As explained earlier, the order of operations is important. When we insert we want to insert the parents first then the children to avoid missing foreign dependency problems. And when we delete we want to delete in the reverse direction for the same reason. These two functions handle this ordering by using ORDER BY id DESC
to ensure that we action events in the correct order.
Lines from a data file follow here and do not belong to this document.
//! Difficulty presets and host-supplied configuration
//!
//! Read once at episode start; nothing here changes mid-episode.

use serde::{Deserialize, Serialize};

use crate::consts::*;
use crate::error::{GameError, Result};
use crate::sim::{Cell, Direction, GridBounds};

/// Difficulty levels
#[derive(Debug, Clone, Copy, PartialEq, Eq, Hash, Serialize, Deserialize, Default)]
pub enum Difficulty {
    Easy,
    #[default]
    Medium,
    Hard,
}

impl Difficulty {
    pub const ALL: [Difficulty; 3] = [Difficulty::Easy, Difficulty::Medium, Difficulty::Hard];

    pub fn as_str(&self) -> &'static str {
        match self {
            Difficulty::Easy => "Easy",
            Difficulty::Medium => "Medium",
            Difficulty::Hard => "Hard",
        }
    }

    pub fn from_str(s: &str) -> Option<Self> {
        match s.to_lowercase().as_str() {
            "easy" => Some(Difficulty::Easy),
            "medium" | "med" => Some(Difficulty::Medium),
            "hard" => Some(Difficulty::Hard),
            _ => None,
        }
    }
}

/// Tick length and win threshold for one difficulty
#[derive(Debug, Clone, Copy, PartialEq, Serialize, Deserialize)]
pub struct DifficultySettings {
    /// Milliseconds per logical tick
    pub tick_interval_ms: f64,
    /// Score that wins the episode
    pub target_score: u32,
}

impl DifficultySettings {
    pub const fn new(tick_interval_ms: f64, target_score: u32) -> Self {
        Self {
            tick_interval_ms,
            target_score,
        }
    }
}

/// Grid geometry, start position and difficulty table
#[derive(Debug, Clone, Serialize, Deserialize)]
#[serde(default)]
pub struct GameConfig {
    /// Canvas width in pixels
    pub canvas_width: u32,
    /// Canvas height in pixels
    pub canvas_height: u32,
    /// Cell edge length in pixels
    pub box_size: u32,
    /// Head cell of the fresh snake
    pub start: Cell,
    /// Heading of the fresh snake
    pub start_direction: Direction,
    /// Item placement retry cap
    pub spawn_max_tries: u32,

    // === Difficulty table ===
    pub easy: DifficultySettings,
    pub medium: DifficultySettings,
    pub hard: DifficultySettings,
}

impl Default for GameConfig {
    fn default() -> Self {
        Self {
            canvas_width: CANVAS_WIDTH,
            canvas_height: CANVAS_HEIGHT,
            box_size: BOX_SIZE,
            start: Cell::new(START_COL, START_ROW),
            start_direction: Direction::Right,
            spawn_max_tries: SPAWN_MAX_TRIES,

            easy: DifficultySettings::new(EASY_TICK_MS, EASY_TARGET),
            medium: DifficultySettings::new(MEDIUM_TICK_MS, MEDIUM_TARGET),
            hard: DifficultySettings::new(HARD_TICK_MS, HARD_TARGET),
        }
    }
}

impl GameConfig {
    /// Default table with custom canvas geometry
    pub fn with_canvas(canvas_width: u32, canvas_height: u32, box_size: u32) -> Self {
        Self {
            canvas_width,
            canvas_height,
            box_size,
            ..Default::default()
        }
    }

    /// Parse a JSON document; missing fields fall back to defaults
    pub fn from_json(json: &str) -> Result<Self> {
        Ok(serde_json::from_str(json)?)
    }

    pub fn difficulty(&self, difficulty: Difficulty) -> DifficultySettings {
        match difficulty {
            Difficulty::Easy => self.easy,
            Difficulty::Medium => self.medium,
            Difficulty::Hard => self.hard,
        }
    }

    /// Grid bounds derived from the canvas geometry
    pub fn bounds(&self) -> Result<GridBounds> {
        GridBounds::from_canvas(self.canvas_width, self.canvas_height, self.box_size)
    }

    /// Check everything an episode at `difficulty` depends on
    pub fn validate(&self, difficulty: Difficulty) -> Result<(GridBounds, DifficultySettings)> {
        let bounds = self.bounds()?;
        if !bounds.contains(self.start) {
            return Err(GameError::StartOutOfBounds {
                col: self.start.col,
                row: self.start.row,
            });
        }

        let settings = self.difficulty(difficulty);
        if !settings.tick_interval_ms.is_finite() || settings.tick_interval_ms <= 0.0 {
            return Err(GameError::InvalidTickInterval {
                difficulty,
                tick_interval_ms: settings.tick_interval_ms,
            });
        }
        if settings.target_score == 0 {
            return Err(GameError::ZeroTargetScore { difficulty });
        }

        Ok((bounds, settings))
    }
}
Each of these wrapper functions will return the {table_name_actioned: array_of_ids_actioned}
-- returns a map of shape {table_name:[ids tourched]}
CREATE OR REPLACE FUNCTION perform_undo(target_event event_log)
RETURNS JSONB AS $$
DECLARE
txn_id BIGINT;
rec event_log;
row_id TEXT;
out_map JSONB := '{}'; -- {table_name: [actioned_ids (updated or inserted or deleted)]}
ids_arr TEXT[];
BEGIN
IF target_event IS NULL THEN
RAISE WARNING 'perform_undo received a null target event';
RETURN out_map;
END IF;
txn_id := target_event.transaction_id;
-- single row undo (single e undo)
IF txn_id IS NULL THEN
SELECT r.row_id INTO row_id FROM undo_event(target_event) r;
ids_arr := array_append(ids_arr, row_id);
out_map := jsonb_set('{}', ARRAY[target_event.table_name], to_jsonb(ids_arr));
RETURN out_map;
-- undo whole transaction (can involve multiple rows and multiple tables)
ELSE
CALL flag_transaction_start();
-- the ordering is important, we want to action items
-- in the same order the user inputted them.
FOR rec IN
SELECT * FROM event_log
WHERE transaction_id = txn_id AND event_type != 'undo'
ORDER BY id DESC
LOOP
SELECT r.row_id INTO row_id FROM undo_event(rec) r;
IF out_map ? rec.table_name THEN
SELECT array_agg(elem)::TEXT[] INTO ids_arr
FROM jsonb_array_elements_text(out_map->rec.table_name) tbl(elem);
ELSE
ids_arr := ARRAY[]::TEXT[];
END IF;
ids_arr := array_append(ids_arr, row_id);
out_map := jsonb_set(out_map, ARRAY[rec.table_name], to_jsonb(ids_arr));
END LOOP;
END IF;
RETURN out_map;
END
$$ LANGUAGE plpgsql;
CREATE OR REPLACE FUNCTION perform_redo(e event_log)
RETURNS JSONB AS $$
DECLARE
txn_id BIGINT;
rec event_log;
row_id TEXT;
out_map JSONB := '{}'; -- {table_name: [actioned_ids (updated or inserted or deleted)]}
ids_arr TEXT[];
BEGIN
IF e IS NULL THEN
RAISE WARNING 'perform_redo received a null target event';
RETURN out_map;
END IF;
txn_id := e.transaction_id;
-- single row redo (redo a single undo)
IF txn_id IS NULL THEN
SELECT r.row_id INTO row_id FROM redo_event(e) r;
ids_arr := array_append(ids_arr, row_id);
out_map := jsonb_set('{}', ARRAY[e.table_name], to_jsonb(ids_arr));
RETURN out_map;
-- redo whole transaction (can involve multiple rows and multiple tables)
ELSE
CALL flag_transaction_start();
-- we need to redo them in the same order the got undone to preserve any foreign key dependency
FOR rec IN
SELECT * FROM event_log
WHERE transaction_id = txn_id AND event_type = 'undo'
ORDER BY id DESC
LOOP
SELECT r.row_id INTO row_id FROM redo_event(rec) r;
IF out_map ? rec.table_name THEN
SELECT array_agg(elem)::TEXT[] INTO ids_arr
FROM jsonb_array_elements_text(out_map->rec.table_name) tbl(elem);
ELSE
ids_arr := ARRAY[]::TEXT[];
END IF;
ids_arr := array_append(ids_arr, row_id);
out_map := jsonb_set(out_map, ARRAY[rec.table_name], to_jsonb(ids_arr));
END LOOP;
END IF;
RETURN out_map;
END
$$ LANGUAGE plpgsql;
Now we do the helper functions
These functions do a lot of the heavy lifting for the logic, as well as the recursive search for the fk_dep.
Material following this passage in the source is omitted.